Congenital heart disease is one of the first five causes of death in infants. Multiple studies have shown that both genetic and environmental factors can lead to congenital heart disease, and therefore, the identification of candidate genes and biomarkers for congenital heart disease has been one of the central topics in research on congenital heart disease. Congenital heart diseases have a very wide spectrum, hundreds of types can be distinguished, and some patients even have multiple malformations. The lightest people can have no disease reaction for the whole life, and the heavy people can have serious symptoms such as hypoxia, shock and the like after birth. Although congenital heart disease is known to be caused by abnormal development of the heart during embryonic development, its molecular mechanism is not clear. Currently, about 30 different genes are known to cause congenital heart disease. Understanding the molecular functions, intermolecular interactions and expression pathways of genes helps us understand the pathogenesis of congenital heart disease, thereby contributing to the improvement of clinical diagnosis and medical treatment of the disease.

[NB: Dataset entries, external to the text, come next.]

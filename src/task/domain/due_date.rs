//! Due-date sub-model: concrete dates and visit-relative deadlines.

use super::{ParseDueKindError, VisitId};
use chrono::{DateTime, Utc};
use serde::{Deserialize, Serialize};

/// Tag distinguishing a fixed calendar date from a visit-relative due
/// date.
#[derive(Debug, Clone, Copy, PartialEq, Eq, Hash, Serialize, Deserialize)]
#[serde(rename_all = "kebab-case")]
pub enum DueKind {
    /// Due on a concrete calendar date.
    Date,
    /// Due when the referenced (current) visit ends.
    ThisVisit,
    /// Due when the patient's next visit ends.
    NextVisit,
}

impl DueKind {
    /// Returns the canonical wire code.
    #[must_use]
    pub const fn as_str(self) -> &'static str {
        match self {
            Self::Date => "date",
            Self::ThisVisit => "this-visit",
            Self::NextVisit => "next-visit",
        }
    }
}

impl TryFrom<&str> for DueKind {
    type Error = ParseDueKindError;

    fn try_from(value: &str) -> Result<Self, Self::Error> {
        let normalized = value.trim().to_ascii_lowercase();
        match normalized.as_str() {
            "date" => Ok(Self::Date),
            "this-visit" => Ok(Self::ThisVisit),
            "next-visit" => Ok(Self::NextVisit),
            _ => Err(ParseDueKindError(value.to_owned())),
        }
    }
}

/// A due date tied to a visit rather than a calendar date.
///
/// The concrete date is not known until the referenced visit has ended;
/// the backend resolves it then. The client never computes `resolved`
/// itself.
#[derive(Debug, Clone, Copy, PartialEq, Eq, Serialize, Deserialize)]
pub struct VisitRelativeDueDate {
    visit: Option<VisitId>,
    resolved: Option<DateTime<Utc>>,
}

impl VisitRelativeDueDate {
    /// Creates an unresolved visit-relative due date with no visit
    /// reference yet.
    #[must_use]
    pub const fn unresolved() -> Self {
        Self {
            visit: None,
            resolved: None,
        }
    }

    /// Creates a visit-relative due date from its parts.
    #[must_use]
    pub const fn from_parts(visit: Option<VisitId>, resolved: Option<DateTime<Utc>>) -> Self {
        Self { visit, resolved }
    }

    /// Returns the referenced visit, if known.
    #[must_use]
    pub const fn visit(&self) -> Option<VisitId> {
        self.visit
    }

    /// Returns the backend-resolved concrete date, if the visit has
    /// already ended.
    #[must_use]
    pub const fn resolved(&self) -> Option<DateTime<Utc>> {
        self.resolved
    }

    /// Returns a copy referencing the given visit.
    #[must_use]
    pub const fn with_visit(mut self, visit: VisitId) -> Self {
        self.visit = Some(visit);
        self
    }
}

/// Tagged union describing when a task is due.
///
/// The tag determines which fields are meaningful: a `Date` due date is
/// always resolvable at creation time, while the visit-relative variants
/// carry an optional visit reference and a concrete date only once the
/// backend has resolved one.
#[derive(Debug, Clone, Copy, PartialEq, Eq, Serialize, Deserialize)]
#[serde(tag = "kind", content = "value", rename_all = "kebab-case")]
pub enum TaskDueDate {
    /// Due on the given calendar date.
    Date(DateTime<Utc>),
    /// Due when the current visit ends.
    ThisVisit(VisitRelativeDueDate),
    /// Due when the next visit ends.
    NextVisit(VisitRelativeDueDate),
}

impl TaskDueDate {
    /// Returns the due-kind tag.
    #[must_use]
    pub const fn kind(&self) -> DueKind {
        match self {
            Self::Date(_) => DueKind::Date,
            Self::ThisVisit(_) => DueKind::ThisVisit,
            Self::NextVisit(_) => DueKind::NextVisit,
        }
    }

    /// Returns the concrete due date, when one is known.
    ///
    /// Always present for [`DueKind::Date`]; present for visit-relative
    /// kinds only after the backend has resolved the visit end.
    #[must_use]
    pub const fn resolved_date(&self) -> Option<DateTime<Utc>> {
        match self {
            Self::Date(date) => Some(*date),
            Self::ThisVisit(inner) | Self::NextVisit(inner) => inner.resolved(),
        }
    }

    /// Returns the referenced visit for visit-relative kinds.
    #[must_use]
    pub const fn visit(&self) -> Option<VisitId> {
        match self {
            Self::Date(_) => None,
            Self::ThisVisit(inner) | Self::NextVisit(inner) => inner.visit(),
        }
    }
}
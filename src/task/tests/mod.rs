//! Unit and orchestration tests for the task module.

mod codec_tests;
mod service_tests;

Molecular network-based methods are powerful tools for systematic analysis of complex diseases, identification of major pathways, response modules and candidate genes. Previous work in the area of high-throughput omics data on the heart has focused mainly on cardiac development and cardiovascular disease. Due to the lack of whole genome expression data, there is currently no such study for congenital heart disease.

Disclosure of Invention

In order to solve the technical problems in the background art described above, the present invention provides a biomarker identification system based on a network maximum information flow model, which clarifies the role of local network structure in the progression of a complex disease by using high-throughput gene expression data, thereby finding biomarkers useful for disease diagnosis in a molecular network.

In order to achieve the purpose, the invention adopts the following technical scheme:

a first aspect of the invention provides a biomarker identification system based on a network maximum information flow model.

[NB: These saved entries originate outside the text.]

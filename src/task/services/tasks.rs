//! Service layer for listing, creating, and mutating patient tasks.

use crate::task::{
    domain::{
        PatientId, Task, TaskData, TaskDomainError, TaskDueDate, TaskId, TaskStatus,
        VisitRelativeDueDate,
    },
    ports::{TaskRepository, TaskRepositoryError, VisitDirectory},
    validation::{validate, TaskDraft, TaskValidationError},
};
use chrono::DateTime;
use std::collections::HashMap;
use std::sync::{Arc, RwLock};
use thiserror::Error;
use tracing::warn;

/// Service-level errors for task operations.
#[derive(Debug, Error)]
pub enum TaskServiceError {
    /// Input validation failed; inspect the per-field violations.
    #[error(transparent)]
    Validation(#[from] TaskValidationError),
    /// A domain invariant was violated.
    #[error(transparent)]
    Domain(#[from] TaskDomainError),
    /// Repository operation failed.
    #[error(transparent)]
    Repository(#[from] TaskRepositoryError),
}

/// Result type for task service operations.
pub type TaskServiceResult<T> = Result<T, TaskServiceError>;

/// Task orchestration service.
///
/// Wraps a [`TaskRepository`] with the policies the UI relies on:
/// display ordering, cancelled-task exclusion, validation before any
/// wire request, visit stamping on creation, and the status
/// compositions for completion toggling and soft deletion.
///
/// # Consistency
///
/// The service keeps the last fetched list per patient as a snapshot
/// ([`TaskService::cached_list`]) and exposes an explicit
/// [`TaskService::invalidate`] trigger. Mutations never update or
/// invalidate snapshots on their own; callers re-fetch with
/// [`TaskService::list`] after a mutation, and readers may observe
/// stale data until that happens. There is no client-side serialization
/// of concurrent mutations: each is one HTTP request and the last
/// full-replace wins.
#[derive(Clone)]
pub struct TaskService<R, V>
where
    R: TaskRepository,
    V: VisitDirectory,
{
    repository: Arc<R>,
    visits: Arc<V>,
    snapshots: Arc<RwLock<HashMap<PatientId, Vec<Task>>>>,
}

impl<R, V> TaskService<R, V>
where
    R: TaskRepository,
    V: VisitDirectory,
{
    /// Creates a new task service.
    #[must_use]
    pub fn new(repository: Arc<R>, visits: Arc<V>) -> Self {
        Self {
            repository,
            visits,
            snapshots: Arc::new(RwLock::new(HashMap::new())),
        }
    }

    /// Returns the patient's tasks in display order.
    ///
    /// Cancelled tasks are excluded. Incomplete tasks precede completed
    /// ones; within each group tasks are ordered by ascending resolved
    /// due date, with unresolved due dates sorting first. The ordering
    /// is stable for tasks with equal keys. The fetched list replaces
    /// the patient's cached snapshot.
    ///
    /// # Errors
    ///
    /// Returns [`TaskServiceError::Repository`] when the backend cannot
    /// be reached or rejects the request.
    pub async fn list(&self, patient: &PatientId) -> TaskServiceResult<Vec<Task>> {
        let mut tasks = self.repository.list_for_patient(patient).await?;
        tasks.retain(|task| !task.is_cancelled());
        order_for_display(&mut tasks);

        if let Ok(mut snapshots) = self.snapshots.write() {
            snapshots.insert(*patient, tasks.clone());
        }
        Ok(tasks)
    }

    /// Returns the last fetched list for the patient, if any.
    ///
    /// The snapshot reflects the most recent [`TaskService::list`] call
    /// and may be stale with respect to mutations made since.
    #[must_use]
    pub fn cached_list(&self, patient: &PatientId) -> Option<Vec<Task>> {
        self.snapshots
            .read()
            .ok()
            .and_then(|snapshots| snapshots.get(patient).cloned())
    }

    /// Drops the patient's cached snapshot, forcing the next reader to
    /// fetch.
    pub fn invalidate(&self, patient: &PatientId) {
        if let Ok(mut snapshots) = self.snapshots.write() {
            snapshots.remove(patient);
        }
    }

    /// Retrieves a task by identifier.
    ///
    /// Returns `Ok(None)` when no such task exists, distinct from
    /// backend failures.
    ///
    /// # Errors
    ///
    /// Returns [`TaskServiceError::Repository`] when the backend cannot
    /// be reached or rejects the request.
    pub async fn get(&self, id: TaskId) -> TaskServiceResult<Option<Task>> {
        Ok(self.repository.find_by_id(id).await?)
    }

    /// Validates a draft and creates the task for the given patient.
    ///
    /// New tasks start as [`TaskStatus::NotStarted`]; identity and
    /// creation provenance are assigned by the backend. A "this visit"
    /// due date with no visit reference is stamped with the patient's
    /// active visit when one is known; a failed visit lookup is logged
    /// and creation proceeds without a reference.
    ///
    /// # Errors
    ///
    /// Returns [`TaskServiceError::Validation`] before any wire request
    /// when the draft violates input constraints, or
    /// [`TaskServiceError::Repository`] when the backend rejects the
    /// create.
    pub async fn create(&self, patient: &PatientId, draft: &TaskDraft) -> TaskServiceResult<Task> {
        let input = validate(draft)?;

        let due_date = match input.due_date {
            Some(TaskDueDate::ThisVisit(inner)) if inner.visit().is_none() => Some(
                TaskDueDate::ThisVisit(self.stamp_active_visit(patient, inner).await),
            ),
            other => other,
        };

        let task = Task::from_parts(TaskData {
            id: None,
            name: input.name,
            status: Some(TaskStatus::NotStarted),
            due_date,
            rationale: input.rationale,
            assignee: input.assignee,
            priority: input.priority,
            created_date: None,
            created_by: None,
        });
        Ok(self.repository.create(patient, &task).await?)
    }

    /// Replaces the stored task with the given full representation.
    ///
    /// # Errors
    ///
    /// Returns [`TaskServiceError::Domain`] when the task has no
    /// identifier yet, [`TaskServiceError::Validation`] when the name
    /// is empty, or [`TaskServiceError::Repository`] when the backend
    /// rejects the replace.
    pub async fn update(&self, patient: &PatientId, task: &Task) -> TaskServiceResult<Task> {
        if task.id().is_none() {
            return Err(TaskDomainError::MissingTaskId.into());
        }
        if task.name().trim().is_empty() {
            return Err(TaskValidationError::EmptyName.into());
        }
        Ok(self.repository.replace(patient, task).await?)
    }

    /// Marks the task complete or resumes it.
    ///
    /// Marking complete sets [`TaskStatus::Completed`]; unmarking a
    /// completed task resumes it as [`TaskStatus::InProgress`], and
    /// unmarking a task that was never completed preserves its current
    /// status. Delegates to [`TaskService::update`].
    ///
    /// # Errors
    ///
    /// As for [`TaskService::update`].
    pub async fn set_completion(
        &self,
        patient: &PatientId,
        task: &Task,
        completed: bool,
    ) -> TaskServiceResult<Task> {
        let mut next = task.clone();
        next.set_status(task.status().completion_toggle(completed));
        self.update(patient, &next).await
    }

    /// Retracts the task by transitioning it to
    /// [`TaskStatus::Cancelled`].
    ///
    /// Cancelled tasks remain stored but are excluded from
    /// [`TaskService::list`] output; nothing is ever physically
    /// deleted.
    ///
    /// # Errors
    ///
    /// Returns [`TaskServiceError::Domain`] when the task has no
    /// identifier yet, or [`TaskServiceError::Repository`] when the
    /// backend rejects the replace.
    pub async fn soft_delete(&self, patient: &PatientId, task: &Task) -> TaskServiceResult<Task> {
        if task.id().is_none() {
            return Err(TaskDomainError::MissingTaskId.into());
        }
        let mut next = task.clone();
        next.set_status(TaskStatus::Cancelled);
        Ok(self.repository.replace(patient, &next).await?)
    }

    async fn stamp_active_visit(
        &self,
        patient: &PatientId,
        inner: VisitRelativeDueDate,
    ) -> VisitRelativeDueDate {
        match self.visits.active_visit(patient).await {
            Ok(Some(visit)) => inner.with_visit(visit),
            Ok(None) => inner,
            Err(err) => {
                warn!(%err, "visit lookup failed; creating task without a visit reference");
                inner
            }
        }
    }
}

/// Sorts tasks for display: incomplete before complete, then ascending
/// resolved due date with unresolved dates treated as the epoch. The
/// underlying sort is stable.
fn order_for_display(tasks: &mut [Task]) {
    tasks.sort_by_key(|task| {
        (
            task.completed(),
            task.due_date()
                .and_then(TaskDueDate::resolved_date)
                .unwrap_or(DateTime::UNIX_EPOCH),
        )
    });
}
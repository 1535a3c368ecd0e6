//! Port contracts for patient task tracking.
//!
//! Ports define infrastructure-agnostic interfaces used by task services.

pub mod repository;
pub mod visits;

pub use repository::{TaskRepository, TaskRepositoryError, TaskRepositoryResult};
pub use visits::{VisitDirectory, VisitLookupError, VisitLookupResult};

A biomarker identification system based on a network maximum information flow model, comprising:

a data acquisition module configured to: acquiring gene expression data related to a preset disease, and constructing a protein interaction network;

a gene processing module configured to: processing the gene expression data to obtain a target gene and a differential expression gene;

a network generation module configured to: constructing a specific protein interaction network based on the protein interaction network, selecting the shortest path from the target gene to the differentially expressed genes, and constructing a sub-network related to the target gene;

a network modeling module configured to: modeling a sub-network based on a target gene into a resistance network, and calculating the information flow fraction of each node in each resistance network by using a kirchhoff current law;

a comparison screening module configured to: comparing the information flow scores of the same nodes in different resistance networks, only keeping the node with the largest information flow score in the original network so as to obtain a candidate module, and then eliminating the modules with the node number less than a set value so as to finally obtain a qualified module;

a fitting prediction module configured to: and performing logistic model fitting on the obtained qualified module to obtain the possibility of disease if a certain module is contained.

A second aspect of the invention provides a computer-readable storage medium.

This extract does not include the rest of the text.